The thing I'd like to help you with is making sure that your rhymes aren't confining you, is still think you should keep the scheme because it makes your poem more special, but I think it could be improved.
Drifting from one person to another
I watched how she tried to smother
Her emotions with a smile,
Nothing more than a painted tile.
I think you started off strong here, for the word smother really captures what you're trying to capture with the girl faking everything. The second rhyme seems a little forced. I see what you were going for, but comparing a smile to a painted tile is a little bit of a stretch. You could say something very similar and end the line with "while" and keep going, and I think it would propel the poem forward, but it's only a suggestion.
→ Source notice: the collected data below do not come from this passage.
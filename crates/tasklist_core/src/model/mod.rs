//! Task-list domain model.
//!
//! # Responsibility
//! - Define the list/task/reminder records owned by the task store.
//! - Keep the persisted JSON field names in one place.
//!
//! # Invariants
//! - Every list and task is identified by a stable numeric id.
//! - Reminders are complete (date and time) or absent.

pub mod reminder;
pub mod task;
//! Core engine of the task-list app.
//!
//! Owns the task/list model, its best-effort persistence, and the reminder
//! timers that turn due tasks into notifications. Presentation code drives
//! everything through `TaskSession`.

pub mod config;
pub mod db;
pub mod logging;
pub mod model;
pub mod notify;
pub mod persist;
pub mod scheduler;
pub mod service;
pub mod store;

pub use config::{ConfigError, CoreConfig, DEFAULT_LIST_NAME, DEFAULT_STORAGE_KEY};
pub use logging::{default_log_level, init_logging, init_logging_from_config, logging_status};
pub use model::reminder::{Reminder, ReminderDraft};
pub use model::task::{ListId, Task, TaskId, TaskList, ValidationError};
pub use notify::sink::{
    LogNotificationPlatform, Notification, NotificationError, NotificationPlatform,
    NotificationSink, Permission, ShowOutcome, NOTIFICATION_TITLE,
};
pub use persist::adapter::{LoadedSnapshot, PersistenceAdapter, SeedReason, SnapshotOrigin};
pub use persist::slot::{FileSlot, KvSlot, MemorySlot, SqliteSlot, StorageError, StorageResult};
pub use scheduler::clock::{Clock, ManualClock, SystemClock};
pub use scheduler::reminder::{
    ArmedTimerInfo, FireOutcome, ReminderScheduler, SchedulerError, TimerChange, TimerFired,
};
pub use service::task_session::{SessionError, SessionResult, TaskSession};
pub use store::task_store::{ReconcileSignal, TaskStore};

/// Returns the core crate version.
pub fn core_version() -> &'static str {
    env!("CARGO_PKG_VERSION")
}
//! Ordered schema migrations for the slot database.
//!
//! # Invariants
//! - `version` values are strictly increasing.
//! - All pending migrations apply inside one transaction.

use crate::db::{DbError, DbResult};
use rusqlite::Connection;

struct Migration {
    version: u32,
    sql: &'static str,
}

const MIGRATIONS: &[Migration] = &[Migration {
    version: 1,
    sql: include_str!("0001_init.sql"),
}];

/// Latest schema version this build understands.
pub fn latest_version() -> u32 {
    MIGRATIONS.last().map_or(0, |migration| migration.version)
}

/// Reads the schema version stamped on `conn`.
pub fn schema_version(conn: &Connection) -> DbResult<u32> {
    Ok(conn.query_row("PRAGMA user_version;", [], |row| row.get::<_, u32>(0))?)
}

/// Brings `conn` up to `latest_version()`.
///
/// # Errors
/// - `UnsupportedSchemaVersion` when the database is newer than this build.
pub fn apply_migrations(conn: &mut Connection) -> DbResult<()> {
    let found = schema_version(conn)?;
    let supported = latest_version();
    if found > supported {
        return Err(DbError::UnsupportedSchemaVersion { found, supported });
    }

    let pending: Vec<&Migration> = MIGRATIONS
        .iter()
        .filter(|migration| migration.version > found)
        .collect();
    if pending.is_empty() {
        return Ok(());
    }

    let tx = conn.transaction()?;
    for migration in pending {
        tx.execute_batch(migration.sql)?;
        tx.pragma_update(None, "user_version", migration.version)?;
    }
    tx.commit()?;
    Ok(())
}
//! The worker contract: a class identifier, execution behaviour, and the
//! defaults a job of that class should carry if the caller doesn't override
//! them. Resolution from `job.class` to an implementation is an explicit,
//! host-supplied registry — never reflection.

use crate::error::KiqError;
use crate::job::UniqueUntil;
use async_trait::async_trait;
use serde_json::Value;
use std::collections::HashMap;
use std::sync::Arc;
use std::time::Duration;

/// Implemented by a job class. `perform` receives the job's `args` exactly
/// as they were enqueued.
#[async_trait]
pub trait Worker: Send + Sync {
    async fn perform(&self, args: Value) -> Result<(), KiqError>;
}

/// Everything the engine needs to know about a job class beyond how to run
/// it: its retry cap, uniqueness defaults, and execution deadline.
#[derive(Clone)]
pub struct WorkerDescriptor {
    pub class: String,
    pub retry_cap: Option<u32>,
    pub unique_for: Option<Duration>,
    pub unique_until: Option<UniqueUntil>,
    pub timeout: Option<Duration>,
    pub worker: Arc<dyn Worker>,
}

impl WorkerDescriptor {
    pub fn new(class: impl Into<String>, worker: Arc<dyn Worker>) -> Self {
        Self {
            class: class.into(),
            retry_cap: None,
            unique_for: None,
            unique_until: None,
            timeout: None,
            worker,
        }
    }

    pub fn retry_cap(mut self, cap: u32) -> Self {
        self.retry_cap = Some(cap);
        self
    }

    pub fn unique(mut self, for_: Duration, until: UniqueUntil) -> Self {
        self.unique_for = Some(for_);
        self.unique_until = Some(until);
        self
    }

    pub fn timeout(mut self, timeout: Duration) -> Self {
        self.timeout = Some(timeout);
        self
    }
}

/// Maps `job.class` strings to their descriptor. Built by the embedding
/// host and handed to the Supervisor at construction time.
#[derive(Default, Clone)]
pub struct WorkerRegistry {
    entries: HashMap<String, WorkerDescriptor>,
}

impl WorkerRegistry {
    pub fn new() -> Self {
        Self::default()
    }

    pub fn register(&mut self, descriptor: WorkerDescriptor) -> &mut Self {
        self.entries.insert(descriptor.class.clone(), descriptor);
        self
    }

    pub fn resolve(&self, class: &str) -> Option<&WorkerDescriptor> {
        self.entries.get(class)
    }

    pub fn classes(&self) -> impl Iterator<Item = &str> {
        self.entries.keys().map(String::as_str)
    }
}

#[cfg(test)]
mod tests {
    use super::*;

    struct NoopWorker;

    #[async_trait]
    impl Worker for NoopWorker {
        async fn perform(&self, _args: Value) -> Result<(), KiqError> {
            Ok(())
        }
    }

    #[test]
    fn registry_resolves_registered_classes() {
        let mut registry = WorkerRegistry::new();
        registry.register(
            WorkerDescriptor::new("SendEmail", Arc::new(NoopWorker))
                .retry_cap(5)
                .timeout(Duration::from_secs(30)),
        );

        let descriptor = registry.resolve("SendEmail").expect("registered class");
        assert_eq!(descriptor.retry_cap, Some(5));
        assert_eq!(descriptor.timeout, Some(Duration::from_secs(30)));
        assert!(registry.resolve("Unknown").is_none());
    }

    #[test]
    fn classes_lists_every_registered_name() {
        let mut registry = WorkerRegistry::new();
        registry.register(WorkerDescriptor::new("A", Arc::new(NoopWorker)));
        registry.register(WorkerDescriptor::new("B", Arc::new(NoopWorker)));
        let mut names: Vec<&str> = registry.classes().collect();
        names.sort();
        assert_eq!(names, vec!["A", "B"]);
    }
}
Or I think you could keep the painted tile thing but talk about paint for that entire line so that it doesn't seem random.
she didn't engage anyone specifically,
More interested in being terrifically
Cheerful and creepily emotionless
I'd like to say that I love the the rhyme here, for it keeps the poem moving and the contrast between terrifically cheerful and creepily emotionless makes for a really good end to the sentence for you clearly say what's wrong with her hiding. Great job!
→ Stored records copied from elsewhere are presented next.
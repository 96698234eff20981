//! kiq - a distributed background job processing engine, wire-compatible
//! with an established Redis-backed job queue protocol.
//!
//! Producers enqueue JSON job envelopes into Redis through [`Kiq`]; worker
//! processes pull them with [`Supervisor`], execute them across a bounded
//! pool per queue, and report outcomes through a [`ReporterChain`] that
//! drives retries, unique-lock release, and backup-list pruning.
//!
//! # Architecture
//!
//! ```text
//! ┌──────────────────────────────────────────────────────────────────┐
//! │                        Redis (shared state)                       │
//! │  queue:<name>   queue:<name>:<node>   schedule   retry   unique:*  │
//! └───────────────▲───────────────────────────────▲───────────────────┘
//!                 │                                │
//!       ┌─────────┴─────────┐              ┌───────┴────────┐
//!       │    Kiq::enqueue    │              │   Schedulers    │
//!       │  (Embedding API)   │              │ (schedule/retry)│
//!       └────────────────────┘              └────────────────┘
//!                 ▲
//!                 │ produces jobs
//!       ┌─────────┴──────────────────────────────────────────┐
//!       │                     Supervisor                       │
//!       │   ┌───────────────┐   ┌───────────────┐             │
//!       │   │ QueuePipeline │   │ QueuePipeline │   ...       │
//!       │   │  producer +   │   │  producer +   │             │
//!       │   │  N executors  │   │  N executors  │             │
//!       │   └───────┬───────┘   └───────┬───────┘             │
//!       │           └──────────┬────────┘                     │
//!       │                      ▼                               │
//!       │               ReporterChain                          │
//!       │    (Retryer, Unlocker, BackupPruner, Logger, ...)    │
//!       └────────────────────────────────────────────────────────┘
//! ```
//!
//! # Example
//!
//! ```rust,ignore
//! use kiq::{Kiq, KiqConfig, EnqueueOptions};
//! use serde_json::json;
//!
//! # async fn run() -> kiq::KiqResult<()> {
//! let config = KiqConfig::default();
//! let kiq = Kiq::connect(&config).await?;
//!
//! kiq.enqueue(json!({"class": "SendEmail", "args": ["user@example.com"]}), EnqueueOptions::none())
//!     .await?;
//! # Ok(())
//! # }
//! ```

pub mod clock;
pub mod config;
pub mod embed;
pub mod error;
pub mod job;
pub mod metrics;
pub mod queue;
pub mod redis;
pub mod reporter;
pub mod scheduler;
pub mod supervisor;
pub mod worker;

pub use clock::{Clock, FixedClock, OsRandom, Random, StepRandom, SystemClock};
pub use config::{KiqConfig, QueueConfig, RedisConfig};
pub use embed::{EnqueueOptions, Kiq};
pub use error::{KiqError, KiqResult};
pub use job::{Job, Retry, UniqueUntil, DEFAULT_RETRY_CAP};
pub use queue::{QueueHandle, QueuePipeline};
pub use redis::{RedisClient, RedisKeys};
pub use reporter::{standard_chain, BackupPruner, Event, Logger, Reporter, ReporterChain, Retryer, Unlocker};
pub use scheduler::Scheduler;
pub use supervisor::{Supervisor, SupervisorHandles};
pub use worker::{Worker, WorkerDescriptor, WorkerRegistry};

/// The pieces an embedding host most commonly needs: the Embedding API,
/// the worker contract, and configuration.
pub mod prelude {
    pub use crate::config::{KiqConfig, QueueConfig};
    pub use crate::embed::{EnqueueOptions, Kiq};
    pub use crate::error::{KiqError, KiqResult};
    pub use crate::job::Job;
    pub use crate::supervisor::Supervisor;
    pub use crate::worker::{Worker, WorkerDescriptor, WorkerRegistry};
}
//! Periodic migration of due scheduled-set entries into their queues.
//!
//! Every node runs its own ticker per set — there is no leader election.
//! The deschedule script's atomic `ZREM` guarantees at-most-one migration
//! per entry even when several nodes tick at once.

use crate::clock::{Clock, Random};
use crate::error::KiqResult;
use crate::redis::RedisClient;
use std::sync::Arc;
use tokio::sync::broadcast;
use tracing::{debug, error, info};

/// Ticks a single scheduled set (e.g. `schedule` or `retry`).
pub struct Scheduler {
    set_name: String,
    base_interval: std::time::Duration,
    redis: Arc<RedisClient>,
    clock: Arc<dyn Clock>,
    random: Arc<dyn Random>,
    shutdown_tx: broadcast::Sender<()>,
}

impl Scheduler {
    pub fn new(
        set_name: impl Into<String>,
        base_interval: std::time::Duration,
        redis: Arc<RedisClient>,
        clock: Arc<dyn Clock>,
        random: Arc<dyn Random>,
    ) -> Self {
        let (shutdown_tx, _) = broadcast::channel(1);
        Self {
            set_name: set_name.into(),
            base_interval,
            redis,
            clock,
            random,
            shutdown_tx,
        }
    }

    pub fn set_name(&self) -> &str {
        &self.set_name
    }

    pub fn stop(&self) {
        let _ = self.shutdown_tx.send(());
    }

    /// Migrate every member of this set that is due right now. Exposed apart
    /// from [`run`](Self::run) so a single tick can be driven deterministically.
    pub async fn tick_once(&self) -> KiqResult<u64> {
        let now = self.clock.now_secs();
        let moved = self.redis.deschedule(&self.set_name, now).await?;
        if moved > 0 {
            debug!(set = %self.set_name, moved, "migrated due jobs");
        }
        Ok(moved)
    }

    /// Ticks on a jittered interval (±50% of `base_interval`) until
    /// [`stop`](Self::stop) is called.
    pub async fn run(&self) {
        let mut shutdown_rx = self.shutdown_tx.subscribe();
        info!(set = %self.set_name, interval_secs = self.base_interval.as_secs_f64(), "starting scheduler");

        loop {
            let sleep_for = self.jittered_interval();
            tokio::select! {
                _ = shutdown_rx.recv() => break,
                _ = tokio::time::sleep(sleep_for) => {}
            }

            if let Err(err) = self.tick_once().await {
                error!(set = %self.set_name, error = %err, "scheduler tick failed");
            }
        }

        info!(set = %self.set_name, "scheduler stopped");
    }

    fn jittered_interval(&self) -> std::time::Duration {
        let base_ms = self.base_interval.as_millis() as u64;
        let half = base_ms / 2;
        let offset = self.random.jitter(base_ms.max(1)) % (half.max(1) * 2 + 1);
        let jittered_ms = (base_ms.saturating_sub(half)).saturating_add(offset);
        std::time::Duration::from_millis(jittered_ms.max(1))
    }
}

#[cfg(test)]
mod tests {
    use super::*;
    use crate::clock::{FixedClock, StepRandom};
    use crate::config::RedisConfig;
    use crate::redis::RedisClient;
    use deadpool_redis::{Config, Runtime};

    fn test_redis() -> Arc<RedisClient> {
        let config = RedisConfig::default();
        let pool = Config::from_url(&config.url)
            .builder()
            .unwrap()
            .runtime(Runtime::Tokio1)
            .build()
            .unwrap();
        Arc::new(RedisClient::new(pool))
    }

    #[test]
    fn jittered_interval_stays_within_plus_minus_fifty_percent() {
        let scheduler = Scheduler::new(
            "schedule",
            std::time::Duration::from_secs(10),
            test_redis(),
            Arc::new(FixedClock(0.0)),
            Arc::new(StepRandom::new("x", 3_000)),
        );
        let interval = scheduler.jittered_interval();
        assert!(interval.as_millis() >= 5_000);
        assert!(interval.as_millis() <= 15_000);
    }

    #[test]
    fn set_name_round_trips() {
        let scheduler = Scheduler::new(
            "retry",
            std::time::Duration::from_secs(1),
            test_redis(),
            Arc::new(FixedClock(0.0)),
            Arc::new(StepRandom::new("x", 0)),
        );
        assert_eq!(scheduler.set_name(), "retry");
    }
}
//! Standalone worker process entry point.
//!
//! Loads [`KiqConfig`] from `config/*.toml` layered with `KIQ_`-prefixed
//! environment variables (mirroring how the host application loads its own
//! configuration), builds a [`Supervisor`], and runs it until a shutdown
//! signal arrives. Embedding applications that register their own worker
//! types would normally call [`Supervisor::build`] directly from their own
//! binary instead of running this one; it exists so the engine is runnable
//! standalone against queues that only need the standard reporter chain.

use config::{Config, Environment, File};
use kiq::{KiqConfig, Supervisor, WorkerRegistry};
use std::path::Path;
use tokio::signal;
use tracing::{error, info};

#[tokio::main]
async fn main() {
    init_logging();

    info!("starting kiq-worker");
    info!(version = env!("CARGO_PKG_VERSION"), "version");

    if let Err(err) = run().await {
        error!(error = %err, "kiq-worker exited with an error");
        std::process::exit(1);
    }
}

async fn run() -> kiq::KiqResult<()> {
    let config = load_config()?;

    if !config.server {
        info!("server = false; nothing to run (embed Kiq directly for enqueue-only hosts)");
        return Ok(());
    }

    info!(
        node_id = %config.node_id,
        queues = config.queues.len(),
        "loaded configuration"
    );

    // A standalone binary has no compiled-in worker types to register; an
    // embedding application builds its own `WorkerRegistry` and its own
    // binary around `Supervisor::build` instead. This process still drives
    // crash recovery, scheduling, and the reporter chain for any jobs
    // already in its queues.
    let registry = WorkerRegistry::new();

    let supervisor = std::sync::Arc::new(Supervisor::build(config, registry, Vec::new()).await?);
    let handles = supervisor.start().await?;

    shutdown_signal().await;
    info!("shutdown signal received, draining in-flight jobs");
    supervisor.shutdown(handles).await;

    Ok(())
}

/// Layered configuration load: `config/default.toml`, then
/// `config/<KIQ_ENVIRONMENT>.toml`, then `KIQ_`-prefixed environment
/// variables, mirroring the host application's own config loader.
fn load_config() -> kiq::KiqResult<KiqConfig> {
    if let Err(err) = dotenvy::dotenv() {
        tracing::debug!(error = %err, "no .env file found or error loading it");
    }

    let environment = std::env::var("KIQ_ENVIRONMENT").unwrap_or_else(|_| "development".to_string());
    let mut builder = Config::builder();

    let default_path = "config/default.toml";
    if Path::new(default_path).exists() {
        builder = builder.add_source(File::with_name(default_path).required(false));
    }

    let env_path = format!("config/{environment}.toml");
    if Path::new(&env_path).exists() {
        builder = builder.add_source(File::with_name(&env_path).required(false));
    }

    builder = builder.add_source(
        Environment::with_prefix("KIQ")
            .separator("__")
            .try_parsing(true),
    );

    let config = builder
        .build()
        .map_err(|e| kiq::KiqError::Configuration(e.to_string()))?;

    config
        .try_deserialize()
        .map_err(|e| kiq::KiqError::Configuration(e.to_string()))
}

fn init_logging() {
    use tracing_subscriber::{layer::SubscriberExt, util::SubscriberInitExt, EnvFilter};

    let filter = EnvFilter::try_from_default_env().unwrap_or_else(|_| EnvFilter::new("info,kiq=debug"));

    tracing_subscriber::registry()
        .with(filter)
        .with(tracing_subscriber::fmt::layer().with_target(true))
        .init();
}

async fn shutdown_signal() {
    let ctrl_c = async {
        signal::ctrl_c().await.expect("failed to install Ctrl+C handler");
    };

    #[cfg(unix)]
    let terminate = async {
        signal::unix::signal(signal::unix::SignalKind::terminate())
            .expect("failed to install signal handler")
            .recv()
            .await;
    };

    #[cfg(not(unix))]
    let terminate = std::future::pending::<()>();

    tokio::select! {
        _ = ctrl_c => info!("received Ctrl+C"),
        _ = terminate => info!("received terminate signal"),
    }
}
A man was swayed by her playfulness,
But he didn't know anything -although
When she was placing a sparkly bow
In her hair and turning it straight,
Anyone could have fallen for her bait
Okay I'm sorry but I dislike how you rhymed although with bow. I think the idea of the bow and the ending of the poem go really well together, so I'd suggest keeping it because it almost makes her seem innocent but then "fallen for her bait" makes it seem sinister, and I think it's a great way to end it. What I don't like however is that you had to kind of isolate although to add it into the line, for it seems very forced. I think, for starters, put a period after anything and start although as a new sentence but still on that line, if that makes sense. ALTHOUGH, the rest of it is great.
Anyways I hope I helped, other than some rhymes, I think that the poem was really good and had a good and realistic theme and I like how you used things like sparkly bows and smiles to show the main subject's falseness. Good job! And I'm glad you did the rhyme, though it could use some improvement. Keep writing!